Homemade love

Robert and Birgit Bateman have been giving each other handmade Valentine's gifts for 43 years now since their first Valentine's Day in 1972.

Robert and Birgit Bateman on their wedding day

Robert and Birgit Bateman on their wedding day

Within one week of meeting her, Robert Bateman says he knew he was in love with Birgit Freybe.

Over 43 years later, the two are happily married artists, living on Saltspring Island.

Robert and Birgit met in September, 1971 after Robert hired Birgit to teach with him at Lord Elgin High School, now Robert Bateman High School, in Burlington, Ontario.

“I fell in love with Bob’s thoughts more than anything; he has a really good way of conceptually explaining what has happened in an interesting way,” said Birgit, 68, from her and Robert’s studio on Saltspring Island. “It didn’t hurt that he was very good looking.”

Robert and Birgit worked every day together as art teachers, and they quickly fell in love.

For their first Valentine’s Day together in 1972, Robert and Birgit made a decision that would start a long-standing, romantic tradition.

“Right at the very beginning, we had made the decision because we are artists, that we do not believe in buying a Valentine’s gift,” said Birgit.

Instead, they express their love through handmade gifts.

These gifts are now on display at the Robert Bateman Centre in Victoria until Feb. 28.

“Mine have been things centred around one heart, usually with all kinds of little things connected to the heart,” said Robert, 84.

“At first they were your typical little valentines, and then they became a little more big, then they became objects,” said Birgit.

One year, Robert put a photo of the two of them at the Great Wall of China in a heart in the middle, then put various pictures of Birgit in circles around the heart.

“Each one represents something about her that I consider a big advantage for me,” said Robert.

He described some of them as Birgit being the perfect travel companion, being their environmental conscience, having a perceptive eye and getting dolled up.

Birgit’s gifts often involve a collage that represents their life over the last year. She includes elements such as brochures from their travels and her own drawings.

Robert and Birgit have always kept the gifts on display on their walls all year round. They also have books in which they glue the Valentine’s projects now, since they began to run out of wall space.

Although many of the gifts are personal and intimate, Birgit said they have never minded showing them off.

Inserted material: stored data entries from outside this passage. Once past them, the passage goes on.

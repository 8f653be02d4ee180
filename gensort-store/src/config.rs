//! Store configuration, the `[persistence]` table of the tool config.

use std::path::{Path, PathBuf};

use serde::{Deserialize, Serialize};

#[derive(Clone, Debug, Serialize, Deserialize)]
#[serde(default)]
pub struct StoreConfig {
    /// Directory the shard files live in.
    pub path: PathBuf,
    /// Base database file name; shards append `_shard<i>` to its stem.
    pub name: String,
    /// Number of shard databases. 0 is treated as 1.
    pub shard_count: u64,
    /// PRAGMA statements applied to every connection at open, e.g.
    /// `"journal_mode = WAL"`.
    pub pragmas: Vec<String>,
    /// Extra per-connection settings, applied after `pragmas`.
    pub options: Vec<String>,
    /// Rows per streamed unit batch.
    pub batch_size: usize,
    /// Rows per streamed batch in the evaluate phase.
    pub eval_batch_size: usize,
    /// Base seed for the engine's RNG pool.
    pub seed: u64,
}

impl Default for StoreConfig {
    fn default() -> Self {
        Self {
            path: PathBuf::from("."),
            name: "gensort.db".to_string(),
            shard_count: 1,
            pragmas: vec![
                "journal_mode = WAL".to_string(),
                "synchronous = NORMAL".to_string(),
            ],
            options: Vec::new(),
            batch_size: 1_000,
            eval_batch_size: 1_000,
            seed: 42,
        }
    }
}

impl StoreConfig {
    pub fn shard_count(&self) -> usize {
        self.shard_count.max(1) as usize
    }

    /// File path of one shard. A single-shard store keeps the plain
    /// configured name.
    pub fn shard_path(&self, shard: usize) -> PathBuf {
        if self.shard_count() <= 1 {
            return self.path.join(&self.name);
        }
        let name = Path::new(&self.name);
        let stem = name
            .file_stem()
            .and_then(|s| s.to_str())
            .unwrap_or(self.name.as_str());
        self.path.join(format!("{stem}_shard{shard}.db"))
    }
}

#[cfg(test)]
mod tests {
    use super::*;

    #[test]
    fn single_shard_keeps_the_plain_name() {
        let config = StoreConfig {
            path: PathBuf::from("/data"),
            name: "pop.db".to_string(),
            shard_count: 1,
            ..StoreConfig::default()
        };
        assert_eq!(config.shard_path(0), PathBuf::from("/data/pop.db"));
    }

    #[test]
    fn multiple_shards_get_numbered_files() {
        let config = StoreConfig {
            path: PathBuf::from("/data"),
            name: "pop.db".to_string(),
            shard_count: 3,
            ..StoreConfig::default()
        };
        assert_eq!(config.shard_path(0), PathBuf::from("/data/pop_shard0.db"));
        assert_eq!(config.shard_path(2), PathBuf::from("/data/pop_shard2.db"));
    }

    #[test]
    fn zero_shard_count_means_one() {
        let config = StoreConfig {
            shard_count: 0,
            ..StoreConfig::default()
        };
        assert_eq!(config.shard_count(), 1);
    }
}
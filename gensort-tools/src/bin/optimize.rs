//! Meta-driver: run whole trials and consult a local language model for
//! new starting parameters between them. On success the winning program
//! goes to stdout.

use std::path::PathBuf;
use std::time::Duration;

use anyhow::Context;
use clap::Parser;
use serde::Deserialize;
use tracing::{info, warn};

use gensort_core::PopulationConfig;
use gensort_engine::{EngineError, GenerationEngine, RngPool, Synthesizer};
use gensort_store::Store;
use gensort_tools::{init_logging, load_population_config, load_tool_config};

#[derive(Parser)]
#[command(about = "Run gensort trials, adjusting parameters with an LLM between them")]
struct Args {
    /// Tool config file.
    #[arg(long, default_value = "./config.toml")]
    config: PathBuf,

    /// Starting population config.
    #[arg(long, default_value = "./pop.toml")]
    popconfig: PathBuf,

    /// Trials to run; 1 means a single run with no consultation.
    #[arg(long, default_value_t = 1)]
    trials: u32,

    /// Max generations per trial.
    #[arg(long, default_value_t = 500)]
    gen_cap: u64,

    /// Generations between metric checks.
    #[arg(long, default_value_t = 10)]
    check: u64,

    /// Consecutive no-improvement checks before aborting a trial;
    /// 0 disables.
    #[arg(long, default_value_t = 5)]
    stagnation: u64,

    /// Ollama generate endpoint.
    #[arg(long, default_value = "http://localhost:11434/api/generate")]
    ollama: String,

    /// Ollama model name.
    #[arg(long, default_value = "gemma3:4b-it-qat")]
    model: String,
}

#[derive(Debug, Clone, Copy, PartialEq, Eq)]
enum Outcome {
    Success,
    Extinct,
    Timeout,
    Stagnant,
    SynthesisFailed,
}

impl Outcome {
    fn as_str(self) -> &'static str {
        match self {
            Outcome::Success => "success",
            Outcome::Extinct => "extinct",
            Outcome::Timeout => "timeout",
            Outcome::Stagnant => "stagnant",
            Outcome::SynthesisFailed => "synthesis_failed",
        }
    }
}

struct TrialResult {
    outcome: Outcome,
    generations_run: u64,
    best_sortedness: u8,
    best_set_fidelity: u8,
    alive_at_end: u64,
    program: String,
    at_cap_checks: u64,
    total_checks: u64,
}

/// Parameter adjustments the model may propose between trials. Absent
/// fields keep their current values.
#[derive(Debug, Default, Deserialize)]
#[serde(default)]
struct ParamAdjustments {
    reasoning: String,
    unit_count: Option<u64>,
    carrying_capacity: Option<u64>,
    elitism: Option<u64>,
    max_offspring: Option<u64>,
    mutation_chance: Option<f32>,
    instruction_count: Option<u64>,
    op_set_count: Option<u64>,
    lifespan: Option<u64>,
    sortedness_start: Option<u8>,
    sortedness_step: Option<u64>,
    set_fidelity_start: Option<u8>,
    set_fidelity_step: Option<u64>,
    input_cell_start: Option<u64>,
    input_cell_step: Option<u64>,
    eval_rounds: Option<u64>,
    gen_cap: Option<u64>,
}

fn main() -> anyhow::Result<()> {
    init_logging();
    let args = Args::parse();

    let tool_config = load_tool_config(&args.config)?;
    let mut population_config = load_population_config(&args.popconfig)?;
    let mut gen_cap = args.gen_cap;
    let mut history: Vec<TrialResult> = Vec::new();

    for trial in 0..args.trials {
        info!(trial = trial + 1, total = args.trials, gen_cap, "trial start");
        let result = run_trial(
            &tool_config,
            &population_config,
            gen_cap,
            args.check,
            args.stagnation,
        )?;

        match result.outcome {
            Outcome::Success => info!(
                generations = result.generations_run,
                alive = result.alive_at_end,
                "trial succeeded"
            ),
            outcome => info!(
                outcome = outcome.as_str(),
                generations = result.generations_run,
                best_sortedness = result.best_sortedness,
                best_set_fidelity = result.best_set_fidelity,
                "trial ended"
            ),
        }

        let succeeded = result.outcome == Outcome::Success;
        let program = result.program.clone();
        history.push(result);
        if succeeded {
            println!("{program}");
            break;
        }
        if trial + 1 == args.trials {
            break;
        }

        info!("consulting model for next parameters");
        match consult_model(&args.ollama, &args.model, &history, &population_config) {
            Ok(adjustments) => {
                info!(reasoning = %adjustments.reasoning, "model responded");
                apply_adjustments(&mut population_config, &adjustments, &mut gen_cap);
            }
            Err(error) => warn!(%error, "consultation failed, keeping current parameters"),
        }
    }

    summarize(&history);
    Ok(())
}

fn run_trial(
    tool_config: &gensort_tools::ToolConfig,
    population_config: &PopulationConfig,
    gen_cap: u64,
    check_interval: u64,
    stagnation: u64,
) -> anyhow::Result<TrialResult> {
    let check_interval = check_interval.max(1);
    let store = Store::open(&tool_config.persistence).context("failed to open store")?;
    let population = store.create_population(population_config)?;
    let population_id = population.id;

    let rng = RngPool::new(tool_config.persistence.seed);
    if let Err(EngineError::SynthesisFailed) =
        Synthesizer::new(&store, &population, &rng).synthesize()
    {
        return Ok(TrialResult {
            outcome: Outcome::SynthesisFailed,
            generations_run: 0,
            best_sortedness: 0,
            best_set_fidelity: 0,
            alive_at_end: 0,
            program: String::new(),
            at_cap_checks: 0,
            total_checks: 0,
        });
    }

    let full_size = population_config.eval.input_cell_count;
    let mut engine = GenerationEngine::new(&store, population);
    let mut best_sortedness = 0u8;
    let mut best_set_fidelity = 0u8;
    let mut alive = 0u64;
    let mut stagnant_checks = 0u64;
    let mut at_cap_checks = 0u64;
    let mut total_checks = 0u64;
    let mut best_score = 0u16;

    for generation in 0..gen_cap {
        match engine.run_generation() {
            Ok(summary) => alive = summary.alive_after,
            Err(EngineError::Extinct { .. }) => {
                return Ok(TrialResult {
                    outcome: Outcome::Extinct,
                    generations_run: generation + 1,
                    best_sortedness,
                    best_set_fidelity,
                    alive_at_end: 0,
                    program: String::new(),
                    at_cap_checks,
                    total_checks,
                });
            }
            Err(error) => return Err(error.into()),
        }

        if (generation + 1) % check_interval != 0 {
            continue;
        }
        total_checks += 1;
        let metrics = store.metrics(population_id)?;
        best_sortedness = best_sortedness.max(metrics.best_sortedness);
        best_set_fidelity = best_set_fidelity.max(metrics.best_set_fidelity);
        if metrics.alive_count * 10 >= population_config.carrying_capacity * 9 {
            at_cap_checks += 1;
        }

        // Success means a perfect score at the full curriculum size.
        let at_full_size =
            population_config.eval.effective_input_cells(generation + 1) >= full_size;
        if at_full_size && metrics.best_sortedness >= 100 && metrics.best_set_fidelity >= 100 {
            let program = store
                .best_unit(population_id)?
                .map(|best| best.program)
                .unwrap_or_default();
            return Ok(TrialResult {
                outcome: Outcome::Success,
                generations_run: generation + 1,
                best_sortedness: 100,
                best_set_fidelity: 100,
                alive_at_end: metrics.alive_count,
                program,
                at_cap_checks,
                total_checks,
            });
        }

        let score = u16::from(metrics.best_sortedness) + u16::from(metrics.best_set_fidelity);
        if score > best_score {
            best_score = score;
            stagnant_checks = 0;
        } else {
            stagnant_checks += 1;
            if stagnation > 0 && stagnant_checks >= stagnation {
                return Ok(TrialResult {
                    outcome: Outcome::Stagnant,
                    generations_run: generation + 1,
                    best_sortedness,
                    best_set_fidelity,
                    alive_at_end: metrics.alive_count,
                    program: String::new(),
                    at_cap_checks,
                    total_checks,
                });
            }
        }
    }

    Ok(TrialResult {
        outcome: Outcome::Timeout,
        generations_run: gen_cap,
        best_sortedness,
        best_set_fidelity,
        alive_at_end: alive,
        program: String::new(),
        at_cap_checks,
        total_checks,
    })
}

fn consult_model(
    url: &str,
    model: &str,
    history: &[TrialResult],
    current: &PopulationConfig,
) -> anyhow::Result<ParamAdjustments> {
    let client = reqwest::blocking::Client::builder()
        .timeout(Duration::from_secs(300))
        .build()?;

    let response = client
        .post(url)
        .json(&serde_json::json!({
            "model": model,
            "prompt": build_prompt(history, current),
            "stream": false,
        }))
        .send()?
        .error_for_status()?;
    let body: serde_json::Value = response.json()?;
    let text = body["response"].as_str().unwrap_or_default();

    let json = extract_json(text).context("no JSON object in model response")?;
    let adjustments: ParamAdjustments =
        serde_json::from_str(json).context("model response is not valid adjustments JSON")?;
    Ok(adjustments)
}

fn build_prompt(history: &[TrialResult], current: &PopulationConfig) -> String {
    let mut prompt = String::from(
        "You are tuning a genetic algorithm that evolves array-sorting programs.\n\
         Trial history (most recent last):\n",
    );
    for (i, trial) in history.iter().enumerate() {
        prompt.push_str(&format!(
            "  trial {}: outcome={} generations={} best_sortedness={} best_set_fidelity={} \
             alive_at_end={} at_capacity_checks={}/{}\n",
            i + 1,
            trial.outcome.as_str(),
            trial.generations_run,
            trial.best_sortedness,
            trial.best_set_fidelity,
            trial.alive_at_end,
            trial.at_cap_checks,
            trial.total_checks,
        ));
    }
    prompt.push_str(&format!(
        "Current parameters: unit_count={} carrying_capacity={} elitism={} max_offspring={} \
         mutation_chance={} instruction_count={} op_set_count={} lifespan={} \
         sortedness_start={} sortedness_step={} set_fidelity_start={} set_fidelity_step={} \
         input_cell_start={} input_cell_step={} eval_rounds={}\n",
        current.unit_count,
        current.carrying_capacity,
        current.elitism,
        current.max_offspring,
        current.unit.mutation_chance,
        current.unit.instruction_count,
        current.unit.instruction.op_set_count,
        current.unit.lifespan,
        current.select.sortedness_start,
        current.select.sortedness_step,
        current.select.set_fidelity_start,
        current.select.set_fidelity_step,
        current.eval.input_cell_start,
        current.eval.input_cell_step,
        current.eval.eval_rounds,
    ));
    prompt.push_str(
        "Respond with one JSON object containing a short \"reasoning\" string and only the \
         parameters you want to change, using the names above (plus optional \"gen_cap\"). \
         No other text.",
    );
    prompt
}

/// The first `{`..last `}` span, for models that wrap JSON in prose.
fn extract_json(text: &str) -> Option<&str> {
    let start = text.find('{')?;
    let end = text.rfind('}')?;
    (end > start).then(|| &text[start..=end])
}

fn apply_adjustments(config: &mut PopulationConfig, adj: &ParamAdjustments, gen_cap: &mut u64) {
    if let Some(value) = adj.unit_count {
        config.unit_count = value;
    }
    if let Some(value) = adj.carrying_capacity {
        config.carrying_capacity = value;
    }
    if let Some(value) = adj.elitism {
        config.elitism = value;
    }
    if let Some(value) = adj.max_offspring {
        config.max_offspring = value;
    }
    if let Some(value) = adj.mutation_chance {
        config.unit.mutation_chance = value.clamp(0.0, 1.0);
    }
    if let Some(value) = adj.instruction_count {
        config.unit.instruction_count = value.max(1);
    }
    if let Some(value) = adj.op_set_count {
        config.unit.instruction.op_set_count = value.max(1);
    }
    if let Some(value) = adj.lifespan {
        config.unit.lifespan = value.max(1);
    }
    if let Some(value) = adj.sortedness_start {
        config.select.sortedness_start = value;
    }
    if let Some(value) = adj.sortedness_step {
        config.select.sortedness_step = value;
    }
    if let Some(value) = adj.set_fidelity_start {
        config.select.set_fidelity_start = value;
    }
    if let Some(value) = adj.set_fidelity_step {
        config.select.set_fidelity_step = value;
    }
    if let Some(value) = adj.input_cell_start {
        config.eval.input_cell_start = value;
    }
    if let Some(value) = adj.input_cell_step {
        config.eval.input_cell_step = value;
    }
    if let Some(value) = adj.eval_rounds {
        config.eval.eval_rounds = value.max(1);
    }
    if let Some(value) = adj.gen_cap {
        *gen_cap = value.max(1);
    }
}

fn summarize(history: &[TrialResult]) {
    info!("optimization summary");
    for (i, trial) in history.iter().enumerate() {
        info!(
            trial = i + 1,
            outcome = trial.outcome.as_str(),
            generations = trial.generations_run,
            best_sortedness = trial.best_sortedness,
            best_set_fidelity = trial.best_set_fidelity,
            alive = trial.alive_at_end,
            at_capacity = format!("{}/{}", trial.at_cap_checks, trial.total_checks),
            "trial"
        );
    }
}

#[cfg(test)]
mod tests {
    use super::*;

    #[test]
    fn extract_json_finds_the_object_span() {
        assert_eq!(
            extract_json("Sure! Here you go: {\"reasoning\": \"x\"} Hope it helps."),
            Some("{\"reasoning\": \"x\"}")
        );
        assert_eq!(extract_json("no json here"), None);
        assert_eq!(extract_json("} backwards {"), None);
    }

    #[test]
    fn adjustments_apply_only_present_fields() {
        let mut config = PopulationConfig::default();
        let before_capacity = config.carrying_capacity;
        let mut gen_cap = 500;

        let adj: ParamAdjustments = serde_json::from_str(
            r#"{"reasoning": "loosen the ramp", "mutation_chance": 0.5, "sortedness_step": 25, "gen_cap": 800}"#,
        )
        .unwrap();
        apply_adjustments(&mut config, &adj, &mut gen_cap);

        assert_eq!(config.unit.mutation_chance, 0.5);
        assert_eq!(config.select.sortedness_step, 25);
        assert_eq!(config.carrying_capacity, before_capacity);
        assert_eq!(gen_cap, 800);
    }

    #[test]
    fn mutation_chance_is_clamped() {
        let mut config = PopulationConfig::default();
        let mut gen_cap = 500;
        let adj = ParamAdjustments {
            mutation_chance: Some(7.5),
            ..ParamAdjustments::default()
        };
        apply_adjustments(&mut config, &adj, &mut gen_cap);
        assert_eq!(config.unit.mutation_chance, 1.0);
    }
}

“We wear our hearts on our sleeves,” she said.

Robert added, “We’re both artists, and we’re both romantic, which is probably one of the reasons why we fell in love.”

The hardest part is not coming up with a new idea every year, but finding the time to do it in secret, said Birgit.

“Even right at this moment, we’re sitting together in the same studio. I see Bob over there at his phone, and he’s looking over back at me.”

Robert added he estimates they were about 25 feet apart during the interview.

“And that’s all the time, 24 hours a day,” said Birgit.

Although they will have been married for 40 years on August 1, Robert and Birgit’s love for each other is unfading and unmistakable.

“Even though she’s 68, she looks like a 17-year-old girl the way the light’s shining on her right now,” said Robert.

The Robert Bateman Centre is open daily from 10 a.m. to 5 p.m. Admission is $12.50 for adults, $8.50 for seniors and students, $6 for youth aged 8 to 18 and $25 for a family with two adults and two kids.

The centre is located at 470 Belleville St.